La nuit tombée, le ciel du New Jersey, situé sur la côte est des États-Unis, s’illumine d’un étrange ballet d’avions. Ces dernières semaines, des centaines de signalements ont afflué, des habitants s’inquiétant de ces chorégraphies nocturnes. Face aux questions du public, la réponse des autorités reste incomplète. S’ils évoquent des dispositifs qui ne représentent « aucune menace crédible », ils n’ont néanmoins pas de réponse claire à apporter au public.
Au point d’énerver… Même les membres du Congrès. « Vous me dites que nous ne savons pas ce que sont ces drones dans le ciel du New Jersey ? », s’est indigné le républicain Tony Gonzales, élu à la Chambre des représentants face à Robert Wheeler Junior, membre du FBI, mardi dernier. « Les autorités américaines sont sans aucun doute elles-mêmes perdues. Dans la vallée de l’Hudson, en 1984, de nombreuses personnes ont déclaré avoir vu des lumières étranges et personne n’a pu l’expliquer”, se souvient Pierre Lagrange, sociologue et anthropologue, chercheur associé à l’EHESS) et auteur de La Guerre des Mondes a-t-elle eu lieu ? (Robert Lafont, 2005).
Des fées aux extraterrestres
Selon Robert Wheeler Junior, les autorités ont reçu pas moins de 3 000 rapports relatifs à ces objets volants non identifiés (OVNIS) en une seule semaine. Si certains s’interrogent et parlent des « ovnis » dont les autorités américaines cachent la véritable essence, Pierre Lagrange rappelle que « les ovnis sont avant tout une « incrédulité populaire », pas une croyance populaire ». La majorité du public considère, en effet, qu’il s’agit de mythes ou d’événements explicables dont les origines ne sont pas encore connues.
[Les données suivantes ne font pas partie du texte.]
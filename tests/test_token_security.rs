// cargo test --test test_token_security
//
// Sicherheits-Tests für das Token-Format: Manipulation, Fälschung und
// fehlerhafte Eingaben dürfen niemals als gültige Tokens akzeptiert werden
// und niemals zu einem Absturz führen.

#[cfg(test)]
mod tests {
    use gift_token_lib::services::crypto_utils::{decode_base64url, encode_base64url};
    use gift_token_lib::services::token_engine::{
        create_token, verify_token, verify_token_bounded, TokenEngineError, TOKEN_SEPARATOR,
    };
    use gift_token_lib::test_utils::{ISSUER, SECOND_ISSUER};

    /// Suchgrenze für die Negativ-Suchen in diesen Tests. Ein manipulierter
    /// Token scheitert für jeden Kandidaten-Betrag; eine kleine Grenze hält
    /// die Tests schnell, ohne die Aussage zu schwächen.
    const SEARCH_BOUND: u64 = 2_000;

    /// Dekodiert einen Token-Teil, kippt ein einzelnes Bit und setzt den
    /// Token wieder zusammen.
    fn flip_bit_in_part(token: &str, part_index: usize, bit: usize) -> String {
        let mut parts: Vec<String> = token
            .split(TOKEN_SEPARATOR)
            .map(str::to_string)
            .collect();
        let mut bytes = decode_base64url(&parts[part_index]).unwrap();
        bytes[bit / 8] ^= 1 << (bit % 8);
        parts[part_index] = encode_base64url(&bytes);
        parts.join(&TOKEN_SEPARATOR.to_string())
    }

    #[test]
    fn test_tampered_nonce_is_rejected() {
        let token = create_token(250, &ISSUER.signing_key).unwrap();

        // Kippe je ein Bit an verschiedenen Positionen der Nonce.
        for bit in [0, 7, 63, 127] {
            let tampered = flip_bit_in_part(&token, 1, bit);
            assert_ne!(token, tampered);
            let result = verify_token_bounded(&tampered, &ISSUER.public_key, SEARCH_BOUND);
            assert_eq!(
                result.unwrap_err(),
                TokenEngineError::VerificationFailed,
                "Tampered nonce (bit {}) must not verify",
                bit
            );
        }
        println!("SUCCESS: Single-bit nonce tampering is rejected.");
    }

    #[test]
    fn test_tampered_signature_is_rejected() {
        let token = create_token(250, &ISSUER.signing_key).unwrap();

        for bit in [0, 100, 255, 511] {
            let tampered = flip_bit_in_part(&token, 2, bit);
            let result = verify_token_bounded(&tampered, &ISSUER.public_key, SEARCH_BOUND);
            assert_eq!(
                result.unwrap_err(),
                TokenEngineError::VerificationFailed,
                "Tampered signature (bit {}) must not verify",
                bit
            );
        }
        println!("SUCCESS: Single-bit signature tampering is rejected.");
    }

    #[test]
    fn test_foreign_issuer_key_is_rejected() {
        // Ein Token eines fremden Herausgebers verifiziert nicht gegen
        // unseren öffentlichen Schlüssel.
        let foreign_token = create_token(250, &SECOND_ISSUER.signing_key).unwrap();
        let result = verify_token_bounded(&foreign_token, &ISSUER.public_key, SEARCH_BOUND);
        assert_eq!(result.unwrap_err(), TokenEngineError::VerificationFailed);

        // Gegen den eigenen Schlüssel des fremden Herausgebers ist er gültig.
        let verified = verify_token_bounded(&foreign_token, &SECOND_ISSUER.public_key, SEARCH_BOUND);
        assert_eq!(verified.unwrap().amount, 250);
        println!("SUCCESS: Signatures are bound to the issuer key.");
    }

    #[test]
    fn test_malformed_inputs_never_panic() {
        let valid = create_token(10, &ISSUER.signing_key).unwrap();
        let parts: Vec<&str> = valid.split(TOKEN_SEPARATOR).collect();

        let two_parts = format!("{}{}{}", parts[0], TOKEN_SEPARATOR, parts[1]);
        let four_parts = format!("{}{}extra", valid, TOKEN_SEPARATOR);
        let wrong_prefix = format!("WRONG{}{}{}{}", TOKEN_SEPARATOR, parts[1], TOKEN_SEPARATOR, parts[2]);
        let bad_base64 = format!("{}{}!!!{}{}", parts[0], TOKEN_SEPARATOR, TOKEN_SEPARATOR, parts[2]);
        let short_nonce = format!(
            "{}{}{}{}{}",
            parts[0],
            TOKEN_SEPARATOR,
            encode_base64url([0u8; 8]),
            TOKEN_SEPARATOR,
            parts[2]
        );
        let short_signature = format!(
            "{}{}{}{}{}",
            parts[0],
            TOKEN_SEPARATOR,
            parts[1],
            TOKEN_SEPARATOR,
            encode_base64url([0u8; 32])
        );

        let cases = [
            ("two parts", two_parts),
            ("four parts", four_parts),
            ("wrong prefix", wrong_prefix),
            ("bad base64", bad_base64),
            ("short nonce", short_nonce),
            ("short signature", short_signature),
            ("empty string", String::new()),
        ];

        for (name, input) in &cases {
            let result = verify_token(input, &ISSUER.public_key);
            assert!(
                matches!(result, Err(TokenEngineError::MalformedToken(_))),
                "Input '{}' must be rejected as malformed, got {:?}",
                name,
                result
            );
        }
        println!("SUCCESS: All malformed inputs were rejected without panicking.");
    }
}
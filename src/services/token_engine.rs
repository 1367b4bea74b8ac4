//! # token_engine.rs
//!
//! Die kryptographische Kern-Engine: erstellt und prüft Token-Strings.
//!
//! Ein Token trägt seinen Betrag nicht im Klartext. Signiert wird die
//! Nachricht `nonce ‖ be_uint32(betrag)`; serialisiert werden nur Präfix,
//! Nonce und Signatur. Der Betrag wird bei der Prüfung rekonstruiert, indem
//! alle Kandidaten-Beträge durchprobiert werden. Ein Prüfer benötigt dadurch
//! ausschließlich den öffentlichen Schlüssel und den Token-String, keine
//! Datenbank.

use ed25519_dalek::{Signature, SigningKey, VerifyingKey as EdPublicKey};
use std::fmt;

use crate::models::token::VerifiedToken;
use crate::services::crypto_utils;

/// Festes Literal, das Schema und Version des Token-Formats identifiziert.
pub const TOKEN_PREFIX: &str = "GIFT1";

/// Trennzeichen zwischen den drei Token-Teilen. Darf nicht im
/// base64url-Alphabet (`A-Z a-z 0-9 - _`) vorkommen.
pub const TOKEN_SEPARATOR: char = '.';

/// Länge der zufälligen Nonce in Bytes (128 Bit Kollisionsresistenz).
pub const NONCE_SIZE: usize = 16;

/// Obergrenze für Token-Beträge. Die Betrags-Rekonstruktion probiert im
/// schlimmsten Fall so viele Kandidaten durch; die Grenze ist damit zugleich
/// das Latenz-Budget der Verifikation.
pub const MAX_AMOUNT: u64 = 1_000_000;

// Definiert die Fehler, die im `token_engine`-Modul auftreten können.
#[derive(Debug, PartialEq, Eq)]
pub enum TokenEngineError {
    /// Der Betrag liegt außerhalb des darstellbaren Bereichs `[1, MAX_AMOUNT]`.
    InvalidAmount(u64),
    /// Der Token-String ist strukturell fehlerhaft (Teile, Präfix, Kodierung, Längen).
    MalformedToken(String),
    /// Kein Kandidaten-Betrag verifiziert gegen die Signatur: Der Token ist
    /// gefälscht, beschädigt oder kodiert einen Betrag außerhalb des Bereichs.
    VerificationFailed,
    /// Der sichere Zufallszahlengenerator ist nicht verfügbar.
    CryptoUnavailable(String),
}

impl fmt::Display for TokenEngineError {
    fn fmt(&self, f: &mut fmt::Formatter) -> fmt::Result {
        match self {
            TokenEngineError::InvalidAmount(amount) => {
                write!(
                    f,
                    "Amount {} is outside the supported range [1, {}].",
                    amount, MAX_AMOUNT
                )
            }
            TokenEngineError::MalformedToken(s) => write!(f, "Malformed token: {}", s),
            TokenEngineError::VerificationFailed => {
                write!(f, "No candidate amount verifies against the token signature.")
            }
            TokenEngineError::CryptoUnavailable(s) => {
                write!(f, "Secure random number generator unavailable: {}", s)
            }
        }
    }
}

impl std::error::Error for TokenEngineError {}

impl From<crypto_utils::CryptoUnavailable> for TokenEngineError {
    fn from(e: crypto_utils::CryptoUnavailable) -> Self {
        TokenEngineError::CryptoUnavailable(e.0)
    }
}

/// Baut die signierte Nachricht `nonce ‖ be_uint32(betrag)` zusammen.
fn signing_message(nonce: &[u8], amount: u32) -> Vec<u8> {
    let mut message = Vec::with_capacity(nonce.len() + 4);
    message.extend_from_slice(nonce);
    message.extend_from_slice(&amount.to_be_bytes());
    message
}

/// Creates a new, signed token string for the given amount.
///
/// Two calls with the same amount yield different tokens (fresh nonce per
/// call); tokens are deliberately not deterministic functions of the amount.
/// The call is stateless with respect to the redemption ledger.
///
/// # Arguments
/// * `amount` - The token amount, a positive integer in `[1, MAX_AMOUNT]`.
///   The unit of the amount is defined by the operational mode, not here.
/// * `signing_key` - Der private Ed25519-Schlüssel des Herausgebers zum Signieren.
///
/// # Returns
/// Ein `Result`, das entweder den serialisierten Token-String oder einen
/// `TokenEngineError` enthält.
pub fn create_token(amount: u64, signing_key: &SigningKey) -> Result<String, TokenEngineError> {
    if amount == 0 || amount > MAX_AMOUNT {
        return Err(TokenEngineError::InvalidAmount(amount));
    }

    // 1. Frische Nonce ziehen; sie ist die einzige Quelle der Eindeutigkeit.
    let nonce = crypto_utils::random_bytes::<NONCE_SIZE>()?;

    // 2. Nachricht konstruieren und signieren.
    let message = signing_message(&nonce, amount as u32);
    let signature = crypto_utils::sign_ed25519(signing_key, &message);

    // 3. Serialisieren: PREFIX SEP b64url(nonce) SEP b64url(signatur).
    Ok(format!(
        "{}{}{}{}{}",
        TOKEN_PREFIX,
        TOKEN_SEPARATOR,
        crypto_utils::encode_base64url(nonce),
        TOKEN_SEPARATOR,
        crypto_utils::encode_base64url(signature.to_bytes())
    ))
}

/// Zerlegt einen Token-String in Nonce und Signatur.
///
/// Prüft die Struktur (exakt drei Teile, korrektes Präfix), dekodiert die
/// base64url-Teile und erzwingt die festen Längen von Nonce und Signatur.
pub fn parse_token(token: &str) -> Result<(Vec<u8>, Signature), TokenEngineError> {
    let parts: Vec<&str> = token.split(TOKEN_SEPARATOR).collect();
    if parts.len() != 3 {
        return Err(TokenEngineError::MalformedToken(format!(
            "Expected 3 separator-delimited parts, found {}.",
            parts.len()
        )));
    }
    if parts[0] != TOKEN_PREFIX {
        return Err(TokenEngineError::MalformedToken(format!(
            "Unknown token prefix '{}'.",
            parts[0]
        )));
    }

    let nonce = crypto_utils::decode_base64url(parts[1])
        .map_err(|e| TokenEngineError::MalformedToken(format!("Nonce decoding failed: {}", e)))?;
    if nonce.len() != NONCE_SIZE {
        return Err(TokenEngineError::MalformedToken(format!(
            "Nonce has invalid length (expected {}, got {}).",
            NONCE_SIZE,
            nonce.len()
        )));
    }

    let signature_bytes = crypto_utils::decode_base64url(parts[2]).map_err(|e| {
        TokenEngineError::MalformedToken(format!("Signature decoding failed: {}", e))
    })?;
    let signature = Signature::from_slice(&signature_bytes).map_err(|e| {
        TokenEngineError::MalformedToken(format!("Signature has invalid form: {}", e))
    })?;

    Ok((nonce, signature))
}

/// Verifies a token string and reconstructs its amount.
///
/// Für jeden Kandidaten-Betrag von 1 bis `MAX_AMOUNT` wird die Nachricht
/// `nonce ‖ be_uint32(kandidat)` rekonstruiert und gegen die Signatur geprüft.
/// Der erste Treffer ist der Betrag des Tokens; da jeder Betrag eine eigene
/// Nachricht ergibt, kann höchstens ein Kandidat verifizieren. Der frühe
/// Abbruch beim ersten Treffer ist daher verlustfrei und Pflicht.
///
/// Die Kosten skalieren linear mit dem Betrag, bei ungültigen Tokens mit
/// `MAX_AMOUNT`. Die Operation ist rein CPU-gebunden, ohne interne
/// Unterbrechungspunkte und ohne I/O.
///
/// # Arguments
/// * `token` - Der serialisierte Token-String.
/// * `public_key` - Der öffentliche Ed25519-Schlüssel des Herausgebers.
///
/// # Returns
/// Ein `Result` mit dem `VerifiedToken` (inklusive rekonstruiertem Betrag)
/// oder einem `TokenEngineError`, wenn der Token fehlerhaft oder gefälscht ist.
pub fn verify_token(
    token: &str,
    public_key: &EdPublicKey,
) -> Result<VerifiedToken, TokenEngineError> {
    verify_token_bounded(token, public_key, MAX_AMOUNT)
}

/// Wie [`verify_token`], aber mit expliziter Suchgrenze.
///
/// Die Grenze ist das Latenz-Budget der Suche: Tokens mit höherem Betrag
/// (oder ungültige Tokens) werden nach `max_amount` Kandidaten als
/// `VerificationFailed` abgelehnt.
pub fn verify_token_bounded(
    token: &str,
    public_key: &EdPublicKey,
    max_amount: u64,
) -> Result<VerifiedToken, TokenEngineError> {
    let (nonce, signature) = parse_token(token)?;

    // Die Nachricht wird einmal aufgebaut; pro Kandidat ändern sich nur die
    // letzten vier Bytes.
    let mut message = signing_message(&nonce, 0);
    for candidate in 1..=(max_amount.min(MAX_AMOUNT) as u32) {
        message[NONCE_SIZE..].copy_from_slice(&candidate.to_be_bytes());
        if crypto_utils::verify_ed25519(public_key, &message, &signature) {
            return Ok(VerifiedToken {
                token: token.to_string(),
                amount: candidate as u64,
                nonce,
            });
        }
    }

    Err(TokenEngineError::VerificationFailed)
}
Mais aux Etats-Unis, « le développement de l’aviation et de l’aérospatiale, à la pointe, stimule l’imaginaire de la population qui y voit parfois un lien avec les extraterrestres », souligne Thomas Michaud, chercheur sur les relations entre science-fiction et innovations. « Avant, on croyait aux fées, aux ogres ou aux licornes. Certains s’amusaient déjà à réaliser des montages photos au XIXème siècle pour faire croire à l’existence des fées. En découvrant notre territoire, nous avons compris que c’était du domaine de l’imaginaire mais aujourd’hui, c’est l’espace qu’on ne connaît pas très bien”, glisse l’auteur de Science-fiction institutionnelle (L’Harmattan, 2023).
Le mystère des activités militaires
De plus, les activités militaires secrètes du gouvernement inquiètent de nombreux citoyens qui les associent souvent à ce type d’événements. Dans un post sur Reddit, un internaute évoque la possibilité que ces drones soient des « NHI », un acronyme que l’on pourrait traduire par « aucun humain impliqué », sous-entendant ainsi une origine extraterrestre. Il termine toutefois sa publication en assurant que, selon lui, « le scénario le plus probable » est qu’il s’agisse de « drones américains avancés ».
« Historiquement, il y a eu aux États-Unis des « programmes noirs » avec des programmes d’essais militaires qui ont englouti des sommes d’argent colossales. Le F-117 [un avion d’attaque au sol] avait déjà une dizaine d’années lorsque le grand public l’a découvert », explique Pierre Lagrange. Les secrets qui entourent la recherche militaire – notamment la base militaire surnommée Zone 51, totalement inaccessible au public – alimentent la paranoïa face à ces phénomènes inexpliqués.
Une telle fascination culturelle
« On imagine une armée secrète et un gouvernement qui comploteraient contre le peuple des États-Unis. Il s’est développé pendant la guerre froide et a trouvé un nouvel élan avec Hollywood ou des séries comme « X-Files » », ajoute Thomas Michaud. La théorie des « chemtrails », selon laquelle les traînées blanches laissées par les avions seraient en réalité des pulvérisations gouvernementales, a également trouvé sa source sur le Web américain dans les années 1990.
Mais les ovnis fascinent aussi en France et « l’un des tout premiers groupes d’enquêteurs amateurs fut français, créé en 1951 », rappelle Pierre Lagrange. “En France et en Europe aussi, il existe une culture OVNI [ou ovniologique] et de nombreux adeptes », ajoute Thomas Michaud. Il évoque notamment un colloque sur l’arrivée des extraterrestres organisé au Zénith de Limoges en mars dernier et qui a rassemblé plusieurs milliers de personnes. L’intérêt pour les ovnis n’est donc pas seulement américain. Et compte tenu de l’inquiétude suscitée par le ballet aérien qui a animé le ciel nocturne du New Jersey ces dernières semaines, le sujet est loin d’être en voie d’extinction.